> **Provided material**

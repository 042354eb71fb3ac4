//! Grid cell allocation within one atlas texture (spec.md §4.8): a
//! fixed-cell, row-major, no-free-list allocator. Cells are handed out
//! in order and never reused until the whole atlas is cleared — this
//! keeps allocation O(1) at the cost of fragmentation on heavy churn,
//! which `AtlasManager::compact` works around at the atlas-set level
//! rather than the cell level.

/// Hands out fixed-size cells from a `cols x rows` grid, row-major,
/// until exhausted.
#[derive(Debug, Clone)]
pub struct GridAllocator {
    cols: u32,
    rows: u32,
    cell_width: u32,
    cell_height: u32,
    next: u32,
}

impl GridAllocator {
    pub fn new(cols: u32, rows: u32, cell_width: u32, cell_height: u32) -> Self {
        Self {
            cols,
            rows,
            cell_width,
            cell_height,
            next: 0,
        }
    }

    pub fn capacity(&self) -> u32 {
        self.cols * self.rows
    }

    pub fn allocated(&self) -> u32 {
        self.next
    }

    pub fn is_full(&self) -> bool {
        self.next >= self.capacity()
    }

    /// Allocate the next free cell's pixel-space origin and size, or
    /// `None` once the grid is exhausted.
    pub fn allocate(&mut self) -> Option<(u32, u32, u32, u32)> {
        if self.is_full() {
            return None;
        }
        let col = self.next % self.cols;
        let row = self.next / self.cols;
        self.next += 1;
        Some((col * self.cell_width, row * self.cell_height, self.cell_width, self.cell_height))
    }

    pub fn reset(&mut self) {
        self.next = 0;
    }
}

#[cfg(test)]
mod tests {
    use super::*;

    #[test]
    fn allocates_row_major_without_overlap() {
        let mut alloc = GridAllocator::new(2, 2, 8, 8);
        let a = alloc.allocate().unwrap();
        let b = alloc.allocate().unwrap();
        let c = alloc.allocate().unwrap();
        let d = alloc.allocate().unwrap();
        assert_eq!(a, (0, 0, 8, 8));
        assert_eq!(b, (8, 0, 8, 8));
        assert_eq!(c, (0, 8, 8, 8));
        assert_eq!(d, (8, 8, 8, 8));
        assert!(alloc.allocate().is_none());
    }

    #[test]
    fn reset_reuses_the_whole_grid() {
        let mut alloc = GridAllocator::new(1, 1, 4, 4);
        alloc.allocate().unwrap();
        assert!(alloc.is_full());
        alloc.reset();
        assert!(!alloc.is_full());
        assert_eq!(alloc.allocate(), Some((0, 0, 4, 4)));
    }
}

> **What the exercise asks**
Copy out all of the data. Keep every word unchanged.

> **Worked solution**
repository 042354eb71fb3ac4
//! Grid cell allocation within one atlas texture (spec.md §4.8): a
//! fixed-cell, row-major, no-free-list allocator. Cells are handed out
//! in order and never reused until the whole atlas is cleared — this
//! keeps allocation O(1) at the cost of fragmentation on heavy churn,
//! which `AtlasManager::compact` works around at the atlas-set level
//! rather than the cell level.

/// Hands out fixed-size cells from a `cols x rows` grid, row-major,
/// until exhausted.
#[derive(Debug, Clone)]
pub struct GridAllocator {
    cols: u32,
    rows: u32,
    cell_width: u32,
    cell_height: u32,
    next: u32,
}

impl GridAllocator {
    pub fn new(cols: u32, rows: u32, cell_width: u32, cell_height: u32) -> Self {
        Self {
            cols,
            rows,
            cell_width,
            cell_height,
            next: 0,
        }
    }

    pub fn capacity(&self) -> u32 {
        self.cols * self.rows
    }

    pub fn allocated(&self) -> u32 {
        self.next
    }

    pub fn is_full(&self) -> bool {
        self.next >= self.capacity()
    }

    /// Allocate the next free cell's pixel-space origin and size, or
    /// `None` once the grid is exhausted.
    pub fn allocate(&mut self) -> Option<(u32, u32, u32, u32)> {
        if self.is_full() {
            return None;
        }
        let col = self.next % self.cols;
        let row = self.next / self.cols;
        self.next += 1;
        Some((col * self.cell_width, row * self.cell_height, self.cell_width, self.cell_height))
    }

    pub fn reset(&mut self) {
        self.next = 0;
    }
}

#[cfg(test)]
mod tests {
    use super::*;

    #[test]
    fn allocates_row_major_without_overlap() {
        let mut alloc = GridAllocator::new(2, 2, 8, 8);
        let a = alloc.allocate().unwrap();
        let b = alloc.allocate().unwrap();
        let c = alloc.allocate().unwrap();
        let d = alloc.allocate().unwrap();
        assert_eq!(a, (0, 0, 8, 8));
        assert_eq!(b, (8, 0, 8, 8));
        assert_eq!(c, (0, 8, 8, 8));
        assert_eq!(d, (8, 8, 8, 8));
        assert!(alloc.allocate().is_none());
    }

    #[test]
    fn reset_reuses_the_whole_grid() {
        let mut alloc = GridAllocator::new(1, 1, 4, 4);
        alloc.allocate().unwrap();
        assert!(alloc.is_full());
        alloc.reset();
        assert!(!alloc.is_full());
        assert_eq!(alloc.allocate(), Some((0, 0, 4, 4)));
    }
}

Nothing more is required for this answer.